→ **WHAT IS NEEDED**
Every entry here should be copied exactly.

→ **GIVEN INFORMATION**
************

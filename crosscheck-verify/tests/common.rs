use std::sync::OnceLock;

use crosscheck_common::observability::{LogConfig, LogFormat};

static INIT_PATH: OnceLock<std::path::PathBuf> = OnceLock::new();

pub fn init_test_tracing() {
    let _ = INIT_PATH.get_or_init(|| {
        let config = LogConfig {
            app_name: "crosscheck-tests",
            log_dir: Some(std::env::temp_dir().join("crosscheck-tests")),
            emit_stderr: true,
            format: if std::env::var("CROSSCHECK_LOG_FORMAT")
                .map(|raw| raw.trim().eq_ignore_ascii_case("json"))
                .unwrap_or(false)
            {
                LogFormat::Json
            } else {
                LogFormat::Text
            },
            default_filter: "debug",
        };

        crosscheck_common::observability::init_logging(config).unwrap_or_default()
    });
}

************

→ **EXERCISE RESPONSE**
filename crosscheck-verify/tests/common.rs
use std::sync::OnceLock;

use crosscheck_common::observability::{LogConfig, LogFormat};

static INIT_PATH: OnceLock<std::path::PathBuf> = OnceLock::new();

pub fn init_test_tracing() {
    let _ = INIT_PATH.get_or_init(|| {
        let config = LogConfig {
            app_name: "crosscheck-tests",
            log_dir: Some(std::env::temp_dir().join("crosscheck-tests")),
            emit_stderr: true,
            format: if std::env::var("CROSSCHECK_LOG_FORMAT")
                .map(|raw| raw.trim().eq_ignore_ascii_case("json"))
                .unwrap_or(false)
            {
                LogFormat::Json
            } else {
                LogFormat::Text
            },
            default_filter: "debug",
        };

        crosscheck_common::observability::init_logging(config).unwrap_or_default()
    });
}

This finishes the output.